Frances was one of the nine children. The next morning she rushed into the newspaper office to find the reporter who had written the story. He had her mother’s telephone number in England. ‘Why don’t you ring her now?’ he asked. She picked up the telephone, dialled the number and spoke to the mother she had not heard from nor seen for thirty years. Her mother’s voice was choked with tears. She wanted to come home, she said. She wanted to sell her house and live in Ireland with her children around her.

 

Two weeks later she came to Dublin and stayed with Frances. She was a thin woman with tidy gray hair.

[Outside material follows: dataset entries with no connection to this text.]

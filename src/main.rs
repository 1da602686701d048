//! Client entrypoint for the CSR build.

// Bin target reuses lib deps, silence noisy lint.
#![allow(unused_crate_dependencies)]

use kg_graph::{App, init_logging};
use leptos::prelude::*;

fn main() {
	init_logging();

	mount_to_body(|| {
		view! { <App /> }
	})
}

She said that Frances’ father had been a brutal, violent man, and she described how he had once taken his son’s pet mouse and held it over the fire until it burnt to death. She said she had ten children and three miscarriages in thirteen years. One of the children had died. They were so poor that they slept on straw and she had to beg for food. When she found her husband molesting her eldest daughter she decided to run away because then the authorities would have to take responsibility for the children and they would be better off.

Frances couldn’t accept that: ‘I didn’t see why she shouldn’t know what it was like for us’ she said later. She told her mother about her childhood in St. Joseph’s: about the beatings, the loneliness, the despair. Her mother cried and said she had no idea it would be like that.